実施例1では、図3のステップS21において、触媒暖機運転を終了するか否かの判断を、排気ガス量が触媒暖機必要量より大きいか否かにより判断する例を示した。しかしながら、触媒温度が活性温度に達しているか否か等により判断しても良い。すなわち、触媒温度が活性温度に達している場合には「触媒暖機運転終了」と判断され、触媒温度が活性温度に達していない場合には「触媒暖機運転継続」と判断される。

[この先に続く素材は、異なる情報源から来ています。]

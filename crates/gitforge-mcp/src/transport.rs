//! Transport layer for MCP JSON-RPC communication.
//!
//! MCP uses newline-delimited JSON. This transport owns the framing
//! only: blank-line skipping, the message size cap, and flushed
//! line-at-a-time writes. Parsing lives in the server.

use std::io::{self, BufRead, Write};

use crate::protocol::JsonRpcResponse;

/// Maximum size of a single incoming message. A line exceeding this is
/// a transport fault: the read fails instead of truncating.
pub const MAX_MESSAGE_SIZE: usize = 10 * 1024 * 1024;

/// Line-framed transport over a pair of byte streams.
pub struct Transport {
    reader: Box<dyn BufRead + Send>,
    writer: Box<dyn Write + Send>,
}

impl Transport {
    /// Create a transport using stdin/stdout.
    pub fn stdio() -> Self {
        Self::new(
            Box::new(io::BufReader::new(io::stdin())),
            Box::new(io::stdout()),
        )
    }

    /// Create a transport over custom streams.
    pub fn new(reader: Box<dyn BufRead + Send>, writer: Box<dyn Write + Send>) -> Self {
        Self { reader, writer }
    }

    /// Read the next non-blank line, or `None` at end of input.
    pub fn read_line(&mut self) -> io::Result<Option<String>> {
        let mut line = String::new();
        loop {
            line.clear();
            if self.reader.read_line(&mut line)? == 0 {
                return Ok(None);
            }
            if line.len() > MAX_MESSAGE_SIZE {
                return Err(io::Error::new(
                    io::ErrorKind::InvalidData,
                    format!("message exceeds maximum size of {} bytes", MAX_MESSAGE_SIZE),
                ));
            }
            let trimmed = line.trim();
            if trimmed.is_empty() {
                continue;
            }
            return Ok(Some(trimmed.to_string()));
        }
    }

    /// Write one response line, newline-terminated, and flush it before
    /// the next message is read.
    pub fn write_response(&mut self, response: &JsonRpcResponse) -> io::Result<()> {
        let json = serde_json::to_string(response).map_err(|e| {
            io::Error::new(
                io::ErrorKind::InvalidData,
                format!("Serialization error: {}", e),
            )
        })?;

        tracing::debug!("Sending: {}", json);

        writeln!(self.writer, "{}", json)?;
        self.writer.flush()
    }
}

実施例1では、触媒2bを、横置きエンジン2の排気通路2a(排気系)に有する例を示した。しかしながら、触媒2bは、排気ガスを浄化することができれば、実施例1に示した配置に限られない。
実施例1では、ハイブリッド車両として、FFハイブリッド車両とする例を示した。しかしながら、実施例1に示した構成に限られるものではない。例えば、FRハイブリッド車両や4WDハイブリッド車両やプラグインハイブリッド車両に対しても適用しても良い。要するに、エンジンと1モータタイプのハイブリッドシステムであれば良い。
2 横置きエンジン(エンジン)
3 第1クラッチ(摩擦クラッチ)
4 モータ/ジェネレータ(モータ)
10R,10L 前輪(駆動輪)
6 ベルト式無段変速機(無段変速機)
2a 排気通路(排気系)
2b 触媒
81 ハイブリッドコントロールモジュール(触媒暖機制御手段)
rpm1 エンジン回転数
rpm2 変速機入力軸回転数
T1 エンジントルク
T2 モータトルク
α1 スリップ差回転数
VSP 車速

Claims (6)

  1. 駆動系にエンジンとモータを備え、前記エンジンと前記モータとの間に摩擦クラッチを介装し、前記モータと駆動輪との間に無段変速機を介装したハイブリッド車両において、
    前記エンジンの排気ガスを浄化する触媒と、
    前記エンジンにより、前記触媒の触媒温度を活性温度に触媒暖機する触媒暖機制御手段と、を設け、
    前記触媒暖機制御手段は、前記摩擦クラッチをスリップ締結状態としつつ、前記エンジンをエンジン制御する前記触媒暖機を行いながら走行する触媒暖機運転の際、ドライバの要求駆動トルクに応じて前記モータのモータトルクを制御すると共に、前記無段変速機の変速制御により前記摩擦クラッチのスリップ締結状態を維持する
    ことを特徴とするハイブリッド車両の制御装置。
  2. 請求項1に記載されたハイブリッド車両の制御装置において、
    前記触媒暖機制御手段は、前記触媒暖機運転の際、前記エンジンのエンジン回転数とエンジントルクを一定に制御し、前記無段変速機の変速機入力軸回転数を前記エンジン回転数より低い回転数に変速制御して、前記摩擦クラッチのスリップ差回転を維持する
    ことを特徴とするハイブリッド車両の制御装置。
  3. 請求項1又は請求項2に記載されたハイブリッド車両の制御装置において、
    前記触媒暖機制御手段は、モータトルクと前記摩擦クラッチのスリップ締結容量により伝達される前記エンジンのエンジントルクとを合算した合算トルクが、前記要求駆動トルクになるように、前記モータトルクを制御する
    ことを特徴とするハイブリッド車両の制御装置。
  4. 請求項2又は請求項3に記載されたハイブリッド車両の制御装置において、
    前記触媒暖機制御手段は、前記無段変速機の変速比が最ハイ変速比になるときの変速機入力軸回転数に前記摩擦クラッチのスリップ差回転数を加えた回転数を超えるように、前記エンジン回転数を車速に応じて制御する
    ことを特徴とするハイブリッド車両の制御装置。
  5. 請求項1から請求項4までの何れか一項に記載されたハイブリッド車両の制御装置において、
    前記触媒暖機制御手段は、触媒暖機運転を維持すると、前記触媒暖機運転以外の機能要求性能を満足することができなくなる場合、制御を禁止すると共に、前記摩擦クラッチを締結する
    ことを特徴とするハイブリッド車両の制御装置。
  6. 請求項1から請求項5までの何れか一項に記載されたハイブリッド車両の制御装置において、
    前記触媒暖機制御手段は、前記触媒温度が前記活性温度に達すると、前記触媒暖機運転を終了する
    ことを特徴とするハイブリッド車両の制御装置。